What to do: Using the records underneath, tally the lines where the word "reads" appears and please give only the count.

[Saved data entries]
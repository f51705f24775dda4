mod environment;
mod error;

pub use environment::Environment;
pub use error::{AppError, ErrorResponse};
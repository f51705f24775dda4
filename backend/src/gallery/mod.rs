//! Gallery operations over the `processed/` namespace
//!
//! Images are projected from a listing snapshot on every call; nothing is cached between
//! requests.

mod error;

use std::sync::Arc;

use gallery_storage::{project_images, Image, ObjectStore, PROCESSED_PREFIX};
use tracing::{debug, info, instrument};

pub use error::{GalleryError, GalleryResult};

/// Lists, reads and deletes gallery images
pub struct GalleryService {
    store: Arc<dyn ObjectStore>,
    public_url_base: String,
}

impl GalleryService {
    /// Creates a gallery over `store`, linking images below `public_url_base`
    #[must_use]
    pub fn new(store: Arc<dyn ObjectStore>, public_url_base: impl Into<String>) -> Self {
        Self {
            store,
            public_url_base: public_url_base.into(),
        }
    }

    /// Every processed image, in listing order
    ///
    /// # Errors
    ///
    /// Returns `GalleryError::ListFailed` if the listing fails
    #[instrument(skip(self))]
    pub async fn list(&self) -> GalleryResult<Vec<Image>> {
        let objects = self
            .store
            .list(PROCESSED_PREFIX)
            .await
            .map_err(|source| GalleryError::ListFailed { source })?;

        let images = project_images(&objects, &self.public_url_base);
        debug!("Listed {} images from {} objects", images.len(), objects.len());

        Ok(images)
    }

    /// The image named `id`, or `None` if there is none
    ///
    /// The listing uses `processed/<id>` as a plain prefix, which also matches suffixed
    /// siblings such as `<id>_1`; only the image whose name is exactly `id` is returned.
    ///
    /// # Errors
    ///
    /// Returns `GalleryError::ReadFailed` if the listing fails
    #[instrument(skip(self))]
    pub async fn read(&self, id: &str) -> GalleryResult<Option<Image>> {
        let objects = self
            .store
            .list(&format!("{PROCESSED_PREFIX}{id}"))
            .await
            .map_err(|source| GalleryError::ReadFailed {
                id: id.to_string(),
                source,
            })?;

        Ok(project_images(&objects, &self.public_url_base)
            .into_iter()
            .find(|image| image.name == id))
    }

    /// Deletes every object of the image named `id`, returning how many were removed
    ///
    /// Deleting an id that has no objects is a no-op. Objects are deleted one by one and the
    /// first failure stops the run, so a failed delete can leave part of the image behind.
    ///
    /// # Errors
    ///
    /// Returns `GalleryError::QueryFailed` if the listing fails, or
    /// `GalleryError::DeleteFailed` for the first object that cannot be deleted
    #[instrument(skip(self))]
    pub async fn delete(&self, id: &str) -> GalleryResult<usize> {
        let objects = self
            .store
            .list(&format!("{PROCESSED_PREFIX}{id}/"))
            .await
            .map_err(|source| GalleryError::QueryFailed { source })?;

        for object in &objects {
            self.store
                .delete(&object.name)
                .await
                .map_err(|source| GalleryError::DeleteFailed {
                    key: object.name.clone(),
                    source,
                })?;
        }

        info!("Deleted {} objects of image {id}", objects.len());

        Ok(objects.len())
    }
}
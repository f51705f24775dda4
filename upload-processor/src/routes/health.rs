use aide::axum::IntoApiResponse;
use axum::Json;
use schemars::JsonSchema;
use serde::Serialize;

#[derive(Debug, Serialize, JsonSchema)]
pub struct HealthResponse {
    status: String,
    /// Current version of the application
    semver: String,
    /// Commit hash of the current build (if available)
    rev: Option<String>,
}

/// Health check endpoint
pub async fn handler() -> impl IntoApiResponse {
    Json(HealthResponse {
        status: "ok".to_string(),
        semver: env!("CARGO_PKG_VERSION").to_string(),
        rev: option_env!("GIT_REV").map(ToString::to_string),
    })
}
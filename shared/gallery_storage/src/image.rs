//! Projection of stored objects into gallery images
//!
//! An image is never stored as a record of its own. It is the view of one `original.<ext>` object
//! and its sibling `thumbnail.<ext>` inside the same `processed/<name>/` directory.

use schemars::JsonSchema;
use serde::{Deserialize, Serialize};

use crate::{StoredObject, PROCESSED_PREFIX};

/// Public URL prefix used to build image links
pub const DEFAULT_PUBLIC_URL_BASE: &str = "https://storage.googleapis.com";

const ORIGINAL_MARKER: &str = "original.";
const THUMBNAIL_MARKER: &str = "thumbnail.";

/// A logical gallery entry
#[derive(Debug, Clone, PartialEq, Eq, Serialize, Deserialize, JsonSchema)]
pub struct Image {
    /// Directory name below `processed/`, used as the image id
    pub name: String,
    /// Public URL of the original
    #[serde(rename = "original")]
    pub original_url: String,
    /// Public URL of the thumbnail
    #[serde(rename = "thumbnail")]
    pub thumbnail_url: String,
}

impl Image {
    /// Builds the image for an `original.*` object
    ///
    /// Returns `None` for any other object. The sibling thumbnail is not looked up: its URL is
    /// derived from the naming convention and may point at nothing.
    #[must_use]
    pub fn from_original(object: &StoredObject, public_url_base: &str) -> Option<Self> {
        let (dir, file) = object
            .name
            .rsplit_once('/')
            .unwrap_or(("", object.name.as_str()));

        if !file.contains(ORIGINAL_MARKER) {
            return None;
        }

        let name = dir.strip_prefix(PROCESSED_PREFIX).unwrap_or(dir).to_string();
        let thumbnail_file = file.replacen(ORIGINAL_MARKER, THUMBNAIL_MARKER, 1);

        Some(Self {
            name,
            original_url: public_url(public_url_base, &object.bucket, dir, file),
            thumbnail_url: public_url(public_url_base, &object.bucket, dir, &thumbnail_file),
        })
    }
}

/// Pairs a listing snapshot into images, keeping the listing's order
#[must_use]
pub fn project_images(objects: &[StoredObject], public_url_base: &str) -> Vec<Image> {
    objects
        .iter()
        .filter_map(|object| Image::from_original(object, public_url_base))
        .collect()
}

fn public_url(base: &str, bucket: &str, dir: &str, file: &str) -> String {
    let base = base.trim_end_matches('/');
    if dir.is_empty() {
        format!("{base}/{bucket}/{file}")
    } else {
        format!("{base}/{bucket}/{dir}/{file}")
    }
}
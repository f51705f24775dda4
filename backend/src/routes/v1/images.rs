use std::sync::Arc;

use aide::OperationOutput;
use axum::{
    extract::Path,
    http::StatusCode,
    response::{IntoResponse, Response},
    Extension, Json,
};
use gallery_storage::Image;
use schemars::JsonSchema;
use serde::{Deserialize, Serialize};
use tracing::instrument;

use crate::{gallery::GalleryService, types::AppError};

/// Status message returned by mutating endpoints
#[derive(Debug, Clone, PartialEq, Eq, Serialize, Deserialize, JsonSchema)]
pub struct Message {
    /// What happened
    pub text: String,
    /// Which resource it happened to
    pub details: String,
}

/// Outcome of looking up one image
#[derive(Debug)]
pub enum ReadImageResponse {
    /// `200 OK` with the image
    Found(Image),
    /// `204 No Content` with an empty body
    NoContent,
}

impl IntoResponse for ReadImageResponse {
    fn into_response(self) -> Response {
        match self {
            Self::Found(image) => Json(image).into_response(),
            Self::NoContent => StatusCode::NO_CONTENT.into_response(),
        }
    }
}

impl OperationOutput for ReadImageResponse {
    type Inner = Image;
}

/// Acknowledgement of a delete
///
/// Sent with `204 No Content`; HTTP intermediaries are free to drop the body.
#[derive(Debug)]
pub struct DeleteImageResponse(pub Message);

impl IntoResponse for DeleteImageResponse {
    fn into_response(self) -> Response {
        (StatusCode::NO_CONTENT, Json(self.0)).into_response()
    }
}

impl OperationOutput for DeleteImageResponse {
    type Inner = Message;
}

/// List all images
///
/// Returns every processed image with public links to its original and thumbnail. The order is
/// whatever the store's listing returns.
///
/// # Errors
///
/// Returns `500 INTERNAL_SERVER_ERROR` if the store cannot be listed
#[instrument(skip(gallery))]
pub async fn list_images(
    Extension(gallery): Extension<Arc<GalleryService>>,
) -> Result<Json<Vec<Image>>, AppError> {
    let images = gallery.list().await?;

    Ok(Json(images))
}

/// Get one image by name
///
/// # Returns
///
/// Returns `200 OK` with the image, or `204 NO_CONTENT` with an empty body if no image has
/// that name
///
/// # Errors
///
/// Returns `500 INTERNAL_SERVER_ERROR` if the store cannot be listed
#[instrument(skip(gallery))]
pub async fn read_image(
    Path(id): Path<String>,
    Extension(gallery): Extension<Arc<GalleryService>>,
) -> Result<ReadImageResponse, AppError> {
    let response = match gallery.read(&id).await? {
        Some(image) => ReadImageResponse::Found(image),
        None => ReadImageResponse::NoContent,
    };

    Ok(response)
}

/// Delete an image
///
/// Removes the original, the thumbnail and anything else stored for the image. Deleting an
/// image that does not exist succeeds.
///
/// # Returns
///
/// Returns `204 NO_CONTENT` with a status message
///
/// # Errors
///
/// Returns `500 INTERNAL_SERVER_ERROR` if listing or deleting fails
#[instrument(skip(gallery))]
pub async fn delete_image(
    Path(id): Path<String>,
    Extension(gallery): Extension<Arc<GalleryService>>,
) -> Result<DeleteImageResponse, AppError> {
    gallery.delete(&id).await?;

    Ok(DeleteImageResponse(Message {
        text: "image deleted".to_string(),
        details: format!("image id: {id}"),
    }))
}
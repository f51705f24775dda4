//! Image gallery backend service

#![deny(
    clippy::all,
    clippy::pedantic,
    clippy::nursery,
    missing_docs,
    dead_code
)]

/// Gallery reads and deletes over processed images
pub mod gallery;

/// HTTP routes
pub mod routes;

/// Server setup
pub mod server;

/// Configuration and HTTP error types
pub mod types;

Reply: 2